Another place where you may need std::ref is when passing objects to threads where you want each thread to operate on the single object and not a copy of the object.
int main(){
BoundedBuffer buffer(200);
std::thread c1(consumer, 0, std::ref(buffer));
std::thread c2(consumer, 1, std::ref(buffer));
std::thread c3(consumer, 2, std::ref(buffer));
std::thread p1(producer, 0, std::ref(buffer));
std::thread p2(producer, 1, std::ref(buffer));
c1.join();
c2.join();
c3.join();
p1.join();
p2.join();
return 0; }
where you wish various functions running in various threads to share a single buffer object. This example was stolen from this excellent tutorial ( C++11 Concurrency Tutorial - Part 3: Advanced locking and condition variables (Baptiste Wicht) ) (hope I did the attribution correctly)

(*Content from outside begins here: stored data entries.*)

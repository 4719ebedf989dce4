//! # Token Verifier Test Utilities
//!
//! Shared test utilities for the token verifier.
//!
//! This crate provides:
//! - Deterministic crypto fixtures (fixed RSA keys for reproducible tests)
//! - Test data builders (TestTokenBuilder, token tampering helpers)
//! - Scripted key feeds (ScriptedFeed with drain counting and overlap detection)
//! - Custom assertions (VerifyResultAssertions trait)
//!
//! ## Usage
//!
//! ```rust,ignore
//! use tv_test_utils::*;
//!
//! #[test]
//! fn test_example() {
//!     // Feed that publishes fixture key 1 as "key-42" on first drain
//!     let feed = ScriptedFeed::new().then_keys(&[("key-42", test_public_key_b64(1))]);
//!
//!     // Token signed with fixture key 1
//!     let token = TestTokenBuilder::new()
//!         .with_key_id("key-42")
//!         .with_data(&serde_json::json!({"name": "a"}))
//!         .build();
//!
//!     verifier.verify::<serde_json::Value>(&token).assert_verified();
//! }
//! ```
//!
//! Unit tests inside `token-verifier` itself may only use the fixture strings:
//! types from this crate refer to a separately compiled `token_verifier`.

pub mod assertions;
pub mod crypto_fixtures;
pub mod feeds;
pub mod token_builders;

// Re-export commonly used items
pub use assertions::*;
pub use crypto_fixtures::*;
pub use feeds::*;
pub use token_builders::*;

// Producer Consumer Problem
#include <iostream>
#include <thread>
#include <mutex>
#include <deque>
#include <condition_variable>
using namespace std;
class Buffer {
std::mutex m;
std::condition_variable cv;
std::deque<int> queue;
const unsigned long size = 1000;
public:
void addNum(int num) {
std::unique_lock<std::mutex> lock(m);
cv.wait(lock, [this]() { return queue.size() <= size; });
queue.push_back(num);
cout << "Pushed " << num << endl;
lock.unlock();
cv.notify_all();
}
int removeNum() {
std::unique_lock<std::mutex> lock(m);
cv.wait(lock, [this]() { return queue.size()>0; });
int num = queue.back();
queue.pop_back();
cout << "Poped " << num << endl;
lock.unlock();
cv.notify_all();
return num;
}
};
void producer(int val, Buffer& buf) {
for(int i=0; i<val; ++i){
buf.addNum(i);
}
}
void consumer(int val, Buffer& buf){
for(int i=0; i<val; ++i){
buf.removeNum();
}
}
int main() {
Buffer b;
std::thread t1(producer, 1000, std::ref(b));
std::thread t2(consumer, 1000, std::ref(b));
t1.join();
t2.join();
return 0;
}
Just another use of std::ref in main while passing Buffer
object as reference in producer and consumer. If std::ref
not used then this code will not compile.